** WHAT TO WORK ON **
Each entry that follows should be retyped in full and exactly.
START GIVEN RECORDS
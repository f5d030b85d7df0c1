use std::path::PathBuf;

use anyhow::{Context, Error};
use clap::Parser;
use judgebox_exec::{classify, supervise, Classification};
use judgebox_verdict::Verdict;

use crate::{LimitsOpt, PolicyOpt};

#[derive(Parser, Debug, Clone)]
pub struct RunOpt {
    /// The executable to run
    pub executable: PathBuf,

    /// File to use as the standard input
    pub input: PathBuf,

    /// File to write the standard output to, it is created or truncated
    pub output: PathBuf,

    /// Print the outcome of the run as JSON to stdout
    #[clap(long)]
    pub json: bool,

    #[clap(flatten, next_help_heading = Some("LIMITS"))]
    pub limits: LimitsOpt,

    #[clap(flatten, next_help_heading = Some("POLICY"))]
    pub policy: PolicyOpt,
}

/// Entry point of `judgebox run`. `None` means the output still has to be compared.
pub fn main_run(opt: RunOpt) -> Result<Option<Verdict>, Error> {
    let limits = opt.limits.limits()?;
    let policy = opt.policy.policy()?;
    let outcome = supervise(&opt.executable, &opt.input, &opt.output, &limits, &policy)
        .with_context(|| format!("Failed to run {}", opt.executable.display()))?;
    if opt.json {
        println!(
            "{}",
            serde_json::to_string(&outcome).context("Failed to serialize the outcome")?
        );
    }
    match classify(&outcome) {
        Classification::Final(verdict) => {
            eprintln!("{}: {}", verdict, outcome.termination);
            Ok(Some(verdict))
        }
        Classification::NeedsComparison => {
            eprintln!(
                "TIME: {}MS MEM: {}KB",
                outcome.elapsed_ms, outcome.peak_memory_kb
            );
            Ok(None)
        }
    }
}
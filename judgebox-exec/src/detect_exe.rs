//! Recognize the kind of an executable from its header.

use std::fs::File;
use std::io::Read;
use std::os::unix::fs::PermissionsExt;
use std::path::Path;

use anyhow::{bail, Context, Error};

use crate::syscalls::WORD_BITS;

/// The kind of a file the kernel may be able to execute.
#[derive(Debug, Copy, Clone, Ord, PartialOrd, Eq, PartialEq)]
pub enum ExecutableKind {
    /// A 32-bit ELF binary.
    Elf32,
    /// A 64-bit ELF binary.
    Elf64,
    /// A script starting with a `#!` interpreter line.
    Script,
    /// A Windows PE binary.
    Windows,
    /// A Mach-O binary, possibly fat.
    MacOs,
}

impl ExecutableKind {
    /// Whether the candidate can run on this host using the syscall table of the host.
    ///
    /// A 32-bit binary on a 64-bit host uses a different syscall numbering, so the policy would be
    /// checked against the wrong table.
    pub fn runs_on_host(self) -> bool {
        match self {
            ExecutableKind::Elf32 => WORD_BITS == 32,
            ExecutableKind::Elf64 => WORD_BITS == 64,
            ExecutableKind::Script => true,
            ExecutableKind::Windows | ExecutableKind::MacOs => false,
        }
    }
}

/// A list of patterns for matching the header of the executables of the various platforms.
const PATTERNS: [(&[u8], ExecutableKind); 8] = [
    (b"\x7F\x45\x4C\x46\x01", ExecutableKind::Elf32),
    (b"\x7F\x45\x4C\x46\x02", ExecutableKind::Elf64),
    (b"#!", ExecutableKind::Script),
    (b"\x4D\x5A", ExecutableKind::Windows),
    (b"\xCE\xFA\xED\xFE", ExecutableKind::MacOs),
    (b"\xCF\xFA\xED\xFE", ExecutableKind::MacOs),
    (b"\xBE\xBA\xFE\xCA", ExecutableKind::MacOs),
    (b"\xBF\xBA\xFE\xCA", ExecutableKind::MacOs),
];

/// Given a path to a file, check if the file is an executable.
///
/// - If there is an error reading the file, `Err(_)` is returned.
/// - If the file is not recognized as an executable, `Ok(None)` is returned.
/// - Otherwise `Ok(Some(kind))` is returned.
pub fn detect_exe<P: AsRef<Path>>(path: P) -> Result<Option<ExecutableKind>, Error> {
    let path = path.as_ref();
    let file = File::open(path)
        .with_context(|| format!("Failed to open file {} for detecting exe", path.display()))?;
    let mut header = Vec::with_capacity(5);
    file.take(5).read_to_end(&mut header).with_context(|| {
        format!(
            "Failed to read file content of {} for detecting exe",
            path.display()
        )
    })?;
    Ok(PATTERNS
        .iter()
        .find(|(bytes, _)| header.starts_with(bytes))
        .map(|(_, kind)| *kind))
}

/// Check that the file at `path` can be launched as a candidate on this host.
pub fn check_runnable<P: AsRef<Path>>(path: P) -> Result<ExecutableKind, Error> {
    let path = path.as_ref();
    let metadata = std::fs::metadata(path)
        .with_context(|| format!("Cannot stat executable {}", path.display()))?;
    if !metadata.is_file() {
        bail!("{} is not a regular file", path.display());
    }
    if metadata.permissions().mode() & 0o111 == 0 {
        bail!("{} is not executable", path.display());
    }
    match detect_exe(path)? {
        Some(kind) if kind.runs_on_host() => Ok(kind),
        Some(kind) => bail!(
            "{} is a {:?} executable, which cannot run on this {}-bit host",
            path.display(),
            kind,
            WORD_BITS
        ),
        None => bail!("{} is not a recognized executable", path.display()),
    }
}
use std::path::{Path, PathBuf};
use std::process::{Command, ExitStatus, Stdio};

use anyhow::{Context, Error};

use crate::Language;

/// The result of a compilation that managed to run the compiler.
#[derive(Debug, Clone, PartialEq, Eq)]
pub enum Compilation {
    /// The executable has been written to this path.
    Compiled(PathBuf),
    /// The compiler rejected the source.
    Failed(ExitStatus),
}

/// Compile `source` into the executable `dest` using `lang`.
///
/// The diagnostics of the compiler go straight to the standard error of this process. An `Err`
/// means that the compiler could not be started at all.
pub fn compile<P: AsRef<Path>, Q: AsRef<Path>>(
    lang: &dyn Language,
    source: P,
    dest: Q,
) -> Result<Compilation, Error> {
    let (source, dest) = (source.as_ref(), dest.as_ref());
    let compiler = which::which(lang.compiler()).with_context(|| {
        format!(
            "Cannot find the compiler {:?} for {}",
            lang.compiler(),
            lang.name()
        )
    })?;
    let args = lang.compilation_args(source, dest);
    debug!(
        "Compiling {}: {} {}",
        source.display(),
        compiler.display(),
        shell_words::join(&args)
    );
    let status = Command::new(&compiler)
        .args(&args)
        .stdin(Stdio::null())
        .status()
        .with_context(|| format!("Failed to run {}", compiler.display()))?;
    if status.success() {
        info!("Compiled {} into {}", source.display(), dest.display());
        Ok(Compilation::Compiled(dest.to_owned()))
    } else {
        warn!("Compilation of {} failed: {}", source.display(), status);
        Ok(Compilation::Failed(status))
    }
}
END GIVEN RECORDS
** REPLY **
repository f5d030b85d7df0c1
use std::path::PathBuf;

use anyhow::{Context, Error};
use clap::Parser;
use judgebox_exec::{classify, supervise, Classification};
use judgebox_verdict::Verdict;

use crate::{LimitsOpt, PolicyOpt};

#[derive(Parser, Debug, Clone)]
pub struct RunOpt {
    /// The executable to run
    pub executable: PathBuf,

    /// File to use as the standard input
    pub input: PathBuf,

    /// File to write the standard output to, it is created or truncated
    pub output: PathBuf,

    /// Print the outcome of the run as JSON to stdout
    #[clap(long)]
    pub json: bool,

    #[clap(flatten, next_help_heading = Some("LIMITS"))]
    pub limits: LimitsOpt,

    #[clap(flatten, next_help_heading = Some("POLICY"))]
    pub policy: PolicyOpt,
}

/// Entry point of `judgebox run`. `None` means the output still has to be compared.
pub fn main_run(opt: RunOpt) -> Result<Option<Verdict>, Error> {
    let limits = opt.limits.limits()?;
    let policy = opt.policy.policy()?;
    let outcome = supervise(&opt.executable, &opt.input, &opt.output, &limits, &policy)
        .with_context(|| format!("Failed to run {}", opt.executable.display()))?;
    if opt.json {
        println!(
            "{}",
            serde_json::to_string(&outcome).context("Failed to serialize the outcome")?
        );
    }
    match classify(&outcome) {
        Classification::Final(verdict) => {
            eprintln!("{}: {}", verdict, outcome.termination);
            Ok(Some(verdict))
        }
        Classification::NeedsComparison => {
            eprintln!(
                "TIME: {}MS MEM: {}KB",
                outcome.elapsed_ms, outcome.peak_memory_kb
            );
            Ok(None)
        }
    }
}
filename judgebox-exec/src/detect_exe.rs
//! Recognize the kind of an executable from its header.

use std::fs::File;
use std::io::Read;
use std::os::unix::fs::PermissionsExt;
use std::path::Path;

use anyhow::{bail, Context, Error};

use crate::syscalls::WORD_BITS;

/// The kind of a file the kernel may be able to execute.
#[derive(Debug, Copy, Clone, Ord, PartialOrd, Eq, PartialEq)]
pub enum ExecutableKind {
    /// A 32-bit ELF binary.
    Elf32,
    /// A 64-bit ELF binary.
    Elf64,
    /// A script starting with a `#!` interpreter line.
    Script,
    /// A Windows PE binary.
    Windows,
    /// A Mach-O binary, possibly fat.
    MacOs,
}

impl ExecutableKind {
    /// Whether the candidate can run on this host using the syscall table of the host.
    ///
    /// A 32-bit binary on a 64-bit host uses a different syscall numbering, so the policy would be
    /// checked against the wrong table.
    pub fn runs_on_host(self) -> bool {
        match self {
            ExecutableKind::Elf32 => WORD_BITS == 32,
            ExecutableKind::Elf64 => WORD_BITS == 64,
            ExecutableKind::Script => true,
            ExecutableKind::Windows | ExecutableKind::MacOs => false,
        }
    }
}

/// A list of patterns for matching the header of the executables of the various platforms.
const PATTERNS: [(&[u8], ExecutableKind); 8] = [
    (b"\x7F\x45\x4C\x46\x01", ExecutableKind::Elf32),
    (b"\x7F\x45\x4C\x46\x02", ExecutableKind::Elf64),
    (b"#!", ExecutableKind::Script),
    (b"\x4D\x5A", ExecutableKind::Windows),
    (b"\xCE\xFA\xED\xFE", ExecutableKind::MacOs),
    (b"\xCF\xFA\xED\xFE", ExecutableKind::MacOs),
    (b"\xBE\xBA\xFE\xCA", ExecutableKind::MacOs),
    (b"\xBF\xBA\xFE\xCA", ExecutableKind::MacOs),
];

/// Given a path to a file, check if the file is an executable.
///
/// - If there is an error reading the file, `Err(_)` is returned.
/// - If the file is not recognized as an executable, `Ok(None)` is returned.
/// - Otherwise `Ok(Some(kind))` is returned.
pub fn detect_exe<P: AsRef<Path>>(path: P) -> Result<Option<ExecutableKind>, Error> {
    let path = path.as_ref();
    let file = File::open(path)
        .with_context(|| format!("Failed to open file {} for detecting exe", path.display()))?;
    let mut header = Vec::with_capacity(5);
    file.take(5).read_to_end(&mut header).with_context(|| {
        format!(
            "Failed to read file content of {} for detecting exe",
            path.display()
        )
    })?;
    Ok(PATTERNS
        .iter()
        .find(|(bytes, _)| header.starts_with(bytes))
        .map(|(_, kind)| *kind))
}

/// Check that the file at `path` can be launched as a candidate on this host.
pub fn check_runnable<P: AsRef<Path>>(path: P) -> Result<ExecutableKind, Error> {
    let path = path.as_ref();
    let metadata = std::fs::metadata(path)
        .with_context(|| format!("Cannot stat executable {}", path.display()))?;
    if !metadata.is_file() {
        bail!("{} is not a regular file", path.display());
    }
    if metadata.permissions().mode() & 0o111 == 0 {
        bail!("{} is not executable", path.display());
    }
    match detect_exe(path)? {
        Some(kind) if kind.runs_on_host() => Ok(kind),
        Some(kind) => bail!(
            "{} is a {:?} executable, which cannot run on this {}-bit host",
            path.display(),
            kind,
            WORD_BITS
        ),
        None => bail!("{} is not a recognized executable", path.display()),
    }
}
use std::path::{Path, PathBuf};
use std::process::{Command, ExitStatus, Stdio};

use anyhow::{Context, Error};

use crate::Language;

/// The result of a compilation that managed to run the compiler.
#[derive(Debug, Clone, PartialEq, Eq)]
pub enum Compilation {
    /// The executable has been written to this path.
    Compiled(PathBuf),
    /// The compiler rejected the source.
    Failed(ExitStatus),
}

/// Compile `source` into the executable `dest` using `lang`.
///
/// The diagnostics of the compiler go straight to the standard error of this process. An `Err`
/// means that the compiler could not be started at all.
pub fn compile<P: AsRef<Path>, Q: AsRef<Path>>(
    lang: &dyn Language,
    source: P,
    dest: Q,
) -> Result<Compilation, Error> {
    let (source, dest) = (source.as_ref(), dest.as_ref());
    let compiler = which::which(lang.compiler()).with_context(|| {
        format!(
            "Cannot find the compiler {:?} for {}",
            lang.compiler(),
            lang.name()
        )
    })?;
    let args = lang.compilation_args(source, dest);
    debug!(
        "Compiling {}: {} {}",
        source.display(),
        compiler.display(),
        shell_words::join(&args)
    );
    let status = Command::new(&compiler)
        .args(&args)
        .stdin(Stdio::null())
        .status()
        .with_context(|| format!("Failed to run {}", compiler.display()))?;
    if status.success() {
        info!("Compiled {} into {}", source.display(), dest.display());
        Ok(Compilation::Compiled(dest.to_owned()))
    } else {
        warn!("Compilation of {} failed: {}", source.display(), status);
        Ok(Compilation::Failed(status))
    }
}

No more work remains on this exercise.